S - P.M. Team Badger Cove, except that we arrive to warm up at Blackwell Dale and it's gopped out and Badger's is similar aspect. Decide instead to see whether Freda's butt is catching the breeze. She is! Warm ups then get stuck into Infinite Suspense. There's more video beta since I tried this a couple of years ago. Dave tries to deadpoint it, I try and get the drop knee in, but it's desperately bunched and I can barely get it on, never mind weight it. But wait, can I stick a knee bar in behind the fin? Seems like the natural thuggy thing to do. Have one go sans knee pad and realise it'll work. Stick a knee pad on and hey presto, next go reach statically to the crimps and finish. Others try this method and it's not unanimous, so not sure whether it's knocked a grade/s off this classic?
I'd suggest Free Monster maybe, only heel in that is a big left foot one and unless you're short the hard bit is fairly short lived and low down. Pumpy at the top but I never fell there once I got through the crux. I though it was easier than Powerplant or Roof Warrior for example which are similar lengths and styles.(Disclaimer - I don't really like pure boulder routes)
Alex,is the 5s on, 10s off that you mention in the podcast effectively AnCap?From what I can work out 5x5s hangs x 2 arms = 50s and the 10s rest between reps gives you a 1:2 duty cycle. Or is my logic flawed?
Cresc..Christ..anyway, it's granite..
(*Don't forget, duty cycle within the exercise and the work:rest ratio between exercises aren't the same thing)
Alex, whilst you're helping everyone out with theory.
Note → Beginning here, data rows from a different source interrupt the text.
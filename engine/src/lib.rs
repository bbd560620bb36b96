//! # Nestlog Engine
//!
//! The offline-first core of nestlog: a local replica of caregiver activity
//! records that accepts writes instantly and tracks what still has to reach
//! the remote authority.
//!
//! This crate is pure logic. It knows nothing about the network or the
//! async runtime; the `nestlog-sync` crate drives it.
//!
//! ## Design Principles
//!
//! - **Local first**: every caregiver write lands in the [`LocalStore`]
//!   before any network attempt is made
//! - **Typed records**: [`ActivityRecord`] is validated at the store boundary
//! - **Atomic snapshots**: a mutation is persisted as a whole or not at all
//! - **Testable**: time comes from a [`Clock`], storage from a
//!   [`StorageBackend`]
//!
//! ## Core Concepts
//!
//! ### Records
//!
//! Each [`ActivityRecord`] carries:
//! - A sortable client-generated id ([`create_identifier`])
//! - An optional server id, set once the remote confirms it
//! - A version bumped on every local mutation
//! - A [`SyncStatus`]: `Local -> Syncing -> {Synced | SyncFailed}`
//! - A content hash over the business fields ([`compute_content_hash`])
//!
//! ### Reconciliation
//!
//! The [`reconcile`] module decides, without doing IO, how a remote listing
//! maps onto local records, which local records were deleted remotely, and
//! who wins a version conflict (last write wins by modification time).
//!
//! ## Quick Start
//!
//! ```rust
//! use nestlog_engine::{ActivityFields, ActivityType, LocalStore, SyncStatus};
//!
//! let mut store = LocalStore::in_memory(1706745600000).unwrap();
//!
//! let fields = ActivityFields::new("baby-1", ActivityType::Feeding, 1706745600000)
//!     .with_subtype("bottle")
//!     .with_amount(120.0, "ml");
//! let record = store.create(fields, 1706745600000).unwrap();
//!
//! assert_eq!(record.version, 1);
//! assert_eq!(record.status, SyncStatus::Local);
//! assert_eq!(store.pending_ids(), vec![record.id]);
//! ```
//!
//! ## Persistence
//!
//! [`LocalStore::open`] loads the snapshot from a [`StorageBackend`]
//! ([`FileBackend`] or [`MemoryBackend`]), migrating older documents on the
//! way. Snapshots serialize to JSON with deterministic ordering.

pub mod clock;
pub mod error;
pub mod identity;
pub mod migrate;
pub mod reconcile;
pub mod record;
pub mod retry;
pub mod snapshot;
pub mod store;
pub mod wire;

// Re-export main types at crate root
pub use clock::{Clock, ManualClock, SystemClock};
pub use error::{Error, Result};
pub use identity::{compute_content_hash, create_identifier};
pub use migrate::{migrate, DroppedRecord, MigrationReport, RepairedRecord};
pub use reconcile::{PullAction, PullPlan};
pub use record::{ActivityFields, ActivityRecord, ActivityType, SyncStatus};
pub use retry::{RetryDecision, RetryPolicy, RetryTracker};
pub use snapshot::{
    ConflictEntry, ConflictResolution, SnapshotMetadata, StorageSnapshot, SCHEMA_VERSION,
};
pub use store::{
    FileBackend, LocalStore, MemoryBackend, PullSummary, StorageBackend, DEFAULT_STORAGE_KEY,
};

/// Type aliases for clarity
pub type RecordId = String;
pub type ServerId = String;
pub type Version = u64;
/// Milliseconds since the Unix epoch
pub type Timestamp = u64;
pub type SchemaVersion = u32;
You mention in your ebook that you cycle phases of endurance training but you mentioned that you continue strength training throughout all cycles. Does strength training not also need to be cycled to prevent injury? I'm curious because I've just started a Randall training plan and whilst we identified that I'm very weak for the grade, he's not given me any finger strength activities to do. Granted, he's aware that i'm recovering from a pulley niggle but if what you're saying is true then I see no reason why I couldn't be working my open-hand strength. Just curious of your opinion if you wouldn't mind, of course I can ask Tom too. Cheers.
Chain - if you're paying a coach then just trust them and get on with what they've told you to do. If you start doing a Simon Lee you're wasting your money.
I'm curious because I've just started a Randall training plan and whilst we identified that I'm very weak for the grade, he's not given me any finger strength activities to do.
If you find 7C ok then your fingers are more than strong enough to climb 8as.
If you have anaerobic stuff bear in mind you'll probably get pretty good strength gains for that too, particularly if you've not done much of that kind of thing before. In my first year with Tom I had loads of anaerobic work with fairly minimal fingerboarding and went from 1 sieged 7B+ to having done 7 7Cs plus plenty of 7B/+ including a couple of 7Cs in a session (on grit though!) within a year.
Quote from: Three Nine on June 23, 2015, 10:44:17 amChain - if you're paying a coach then just trust them and get on with what they've told you to do. If you start doing a Simon Lee you're wasting your money.Shark has paid for a coach and then not followed the plan?
it's good to get some good feedback regarding Tom's training as I've heard one story of it not working recently and someone else not sounding overly positive.
Tom Randall did set me a plan which I followed a few winters ago but it didn't yield the results I was after.